Electrochemical activity of platinum, gold and glassy carbon electrodes in water-in-salt electrolyte

The effect of potential cycling conditions on redox processes observed in the potential region of electrochemical stability window, between hydrogen and oxygen evolution reactions, of platinum, gold and glassy carbon electrodes has been investigated in aqueous lithium bis(trifluoromethylsulfonyl)imide (LITFSI) solutions with concentration ranging from 1 to 21 molal (moles of salt/kg of water). Following potential cycling to positive potential upon which oxidation of Pt is barely observable in contrast to Au, which is characterized by a well-defined oxidation wave, both electrodes showed on the return scan a cathodic wave corresponding to the electrochemical reduction of corresponding metal oxides. In the potential region more negative than about 0 V, voltammograms recorded by avoiding scanning to a positive potential limit reaching the onset of the oxygen evolution reaction, show no well-defined cathodic waves prior to hydrogen evolution reaction. This provides strong evidence that TFSI anions are not electrochemically reduced in this potential region at Pt, Au and glassy carbon electrodes.

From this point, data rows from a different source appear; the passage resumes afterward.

//! Runtime configuration.
//!
//! Every option is a command-line flag with an environment fallback:
//!
//! | Flag | Env | Default |
//! |---|---|---|
//! | `--mongo-uri`  | `POSTBOX_MONGO_URI`  | `mongodb://localhost:27017` |
//! | `--database`   | `POSTBOX_DATABASE`   | `appointydb` |
//! | `--listen`     | `POSTBOX_LISTEN`     | `127.0.0.1:8080` |
//! | `--log-format` | `POSTBOX_LOG_FORMAT` | `pretty` |

use std::net::SocketAddr;

use clap::{Parser, ValueEnum};

#[derive(Clone, Debug, Parser)]
#[command(name = "postbox", version, about = "Users and posts over MongoDB")]
pub struct Config {
    /// MongoDB connection string.
    #[arg(long, env = "POSTBOX_MONGO_URI", default_value = "mongodb://localhost:27017")]
    pub mongo_uri: String,

    /// Database holding the `user` and `post` collections.
    #[arg(long, env = "POSTBOX_DATABASE", default_value = "appointydb")]
    pub database: String,

    /// Address the HTTP server binds.
    #[arg(long, env = "POSTBOX_LISTEN", default_value = "127.0.0.1:8080")]
    pub listen: SocketAddr,

    #[arg(long, env = "POSTBOX_LOG_FORMAT", value_enum, default_value_t = LogFormat::Pretty)]
    pub log_format: LogFormat,
}

#[derive(Clone, Copy, Debug, PartialEq, Eq, ValueEnum)]
pub enum LogFormat {
    /// Human-readable, for local runs.
    Pretty,
    /// One JSON object per line, for log shippers.
    Json,
}
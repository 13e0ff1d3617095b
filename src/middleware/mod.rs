//! Middleware layer.
//!
//! Cross-cutting concerns that run around every dispatched request. Today
//! that is request tracing; the router calls into it once per response.

pub(crate) mod trace;
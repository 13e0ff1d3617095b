//! HTTP method as a typed enum.
//!
//! Covers the RFC 9110 standard methods. A method string outside this set
//! cannot name any route, so the router answers it like any other unmatched
//! request: `404 not found`.

use std::fmt;
use std::str::FromStr;

/// A known HTTP method.
#[derive(Clone, Copy, Debug, Eq, Hash, PartialEq)]
pub enum Method {
    Connect,
    Delete,
    Get,
    Head,
    Options,
    Patch,
    Post,
    Put,
    Trace,
}

impl Method {
    /// Returns the uppercase wire representation (e.g. `"GET"`).
    pub fn as_str(self) -> &'static str {
        match self {
            Self::Connect => "CONNECT",
            Self::Delete  => "DELETE",
            Self::Get     => "GET",
            Self::Head    => "HEAD",
            Self::Options => "OPTIONS",
            Self::Patch   => "PATCH",
            Self::Post    => "POST",
            Self::Put     => "PUT",
            Self::Trace   => "TRACE",
        }
    }
}

/// Parses an uppercase method string (e.g. `"GET"`). Case-sensitive per RFC 9110 §9.1.
impl FromStr for Method {
    type Err = UnknownMethod;

    fn from_str(s: &str) -> Result<Self, Self::Err> {
        match s {
            "CONNECT" => Ok(Self::Connect),
            "DELETE"  => Ok(Self::Delete),
            "GET"     => Ok(Self::Get),
            "HEAD"    => Ok(Self::Head),
            "OPTIONS" => Ok(Self::Options),
            "PATCH"   => Ok(Self::Patch),
            "POST"    => Ok(Self::Post),
            "PUT"     => Ok(Self::Put),
            "TRACE"   => Ok(Self::Trace),
            _         => Err(UnknownMethod(s.to_owned())),
        }
    }
}

impl fmt::Display for Method {
    fn fmt(&self, f: &mut fmt::Formatter<'_>) -> fmt::Result {
        f.write_str(self.as_str())
    }
}

/// A method string that is not one of the RFC 9110 methods.
#[derive(Debug, thiserror::Error)]
#[error("unknown http method `{0}`")]
pub struct UnknownMethod(pub String);
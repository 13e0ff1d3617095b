//! HTTP server and graceful shutdown.
//!
//! On SIGTERM or Ctrl-C the server:
//! 1. Stops accepting new connections immediately.
//! 2. Closes idle keep-alive connections and lets in-flight requests finish.
//! 3. Returns from [`Server::serve`], which lets `main` exit cleanly.

use std::convert::Infallible;
use std::future::Future;
use std::net::SocketAddr;
use std::sync::Arc;

use bytes::Bytes;
use http_body_util::{BodyExt, Full};
use hyper::service::service_fn;
use hyper_util::rt::{TokioExecutor, TokioIo};
use hyper_util::server::conn::auto::Builder as ConnBuilder;
use hyper_util::server::graceful::GracefulShutdown;
use tokio::net::TcpListener;
use tracing::{error, info};

use crate::error::Error;
use crate::request::Request;
use crate::response::Response;
use crate::router::Router;
use crate::status::Status;

/// The HTTP server: a bound listener waiting for a [`Router`].
pub struct Server {
    listener: TcpListener,
}

impl Server {
    /// Binds `addr` right away so that a port conflict surfaces as an
    /// [`Error`] before any routing is set up.
    ///
    /// ```rust,no_run
    /// # async fn run() -> Result<(), postbox::Error> {
    /// let server = postbox::Server::bind("127.0.0.1:8080".parse().unwrap()).await?;
    /// # Ok(()) }
    /// ```
    pub async fn bind(addr: SocketAddr) -> Result<Self, Error> {
        let listener = TcpListener::bind(addr)
            .await
            .map_err(|source| Error::Bind { addr, source })?;
        Ok(Self { listener })
    }

    /// The address actually bound; differs from the requested one for port 0.
    pub fn local_addr(&self) -> Result<SocketAddr, Error> {
        Ok(self.listener.local_addr()?)
    }

    /// Serves until SIGTERM or Ctrl-C, then drains in-flight connections.
    pub async fn serve(self, router: Router) -> Result<(), Error> {
        self.serve_with_shutdown(router, shutdown_signal()).await
    }

    /// Serves until `signal` resolves, then drains in-flight connections.
    pub async fn serve_with_shutdown(
        self,
        router: Router,
        signal: impl Future<Output = ()> + Send,
    ) -> Result<(), Error> {
        let addr = self.local_addr()?;
        let router = Arc::new(router);

        info!(%addr, "postbox listening");

        let builder = ConnBuilder::new(TokioExecutor::new());
        let graceful = GracefulShutdown::new();
        let mut tasks = tokio::task::JoinSet::new();
        tokio::pin!(signal);

        loop {
            tokio::select! {
                // Shutdown is checked first so a queued backlog cannot delay it.
                biased;

                () = &mut signal => {
                    info!(open = tasks.len(), "shutdown signal received, draining connections");
                    break;
                }

                res = self.listener.accept() => {
                    let (stream, peer) = match res {
                        Ok(v) => v,
                        Err(e) => {
                            error!("accept error: {e}");
                            continue;
                        }
                    };

                    let router = Arc::clone(&router);
                    // Called once per request on the connection.
                    let svc = service_fn(move |req| {
                        let router = Arc::clone(&router);
                        async move { dispatch(&router, req).await }
                    });

                    // Watched connections finish their in-flight request and
                    // then close once shutdown starts; idle ones close at once.
                    let conn = builder.serve_connection(TokioIo::new(stream), svc).into_owned();
                    let conn = graceful.watch(conn);

                    tasks.spawn(async move {
                        if let Err(e) = conn.await {
                            error!(%peer, "connection error: {e}");
                        }
                    });
                }

                // Reap finished tasks so the JoinSet stays bounded.
                Some(_) = tasks.join_next(), if !tasks.is_empty() => {}
            }
        }

        drop(self.listener);
        graceful.shutdown().await;
        while tasks.join_next().await.is_some() {}

        info!("postbox stopped");
        Ok(())
    }
}

// ── Request dispatch ──────────────────────────────────────────────────────────

/// Buffers the body, routes the request and converts the response.
///
/// Errors never reach hyper: a body that fails to read becomes a 400.
async fn dispatch(
    router: &Router,
    req: hyper::Request<hyper::body::Incoming>,
) -> Result<http::Response<Full<Bytes>>, Infallible> {
    let (parts, body) = req.into_parts();

    let body = match body.collect().await {
        Ok(collected) => collected.to_bytes().to_vec(),
        Err(e) => {
            error!(path = %parts.uri.path(), "failed to read request body: {e}");
            return Ok(Response::builder()
                .status(Status::BadRequest)
                .text("unreadable request body")
                .into_inner());
        }
    };

    let request = Request::new(parts.method.as_str(), parts.uri.path(), body);
    Ok(router.respond(request).await.into_inner())
}

// ── Shutdown signal ───────────────────────────────────────────────────────────

/// Resolves on SIGTERM (Unix) or Ctrl-C, whichever arrives first.
///
/// If a handler cannot be installed that arm never resolves; the other one
/// still works.
async fn shutdown_signal() {
    let ctrl_c = async {
        if let Err(e) = tokio::signal::ctrl_c().await {
            error!("failed to install Ctrl-C handler: {e}");
            std::future::pending::<()>().await;
        }
    };

    #[cfg(unix)]
    let sigterm = async {
        match tokio::signal::unix::signal(tokio::signal::unix::SignalKind::terminate()) {
            Ok(mut term) => {
                term.recv().await;
            }
            Err(e) => {
                error!("failed to install SIGTERM handler: {e}");
                std::future::pending::<()>().await;
            }
        }
    };

    #[cfg(not(unix))]
    let sigterm = std::future::pending::<()>();

    tokio::select! {
        () = ctrl_c  => {}
        () = sigterm => {}
    }
}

Furthermore, X-ray photoelectron spectroscopy measurements of electrode surface, following potential cycling to a value negative enough to reach the onset of hydrogen evolution, showed formation of surface layer with a high fluorine/sulfur ratio (higher than 3 expected for TFSI) that could be explained by chemical degradation of TFSI by species generated during hydrogen evolution with preferential dissolution of sulfur-based compounds.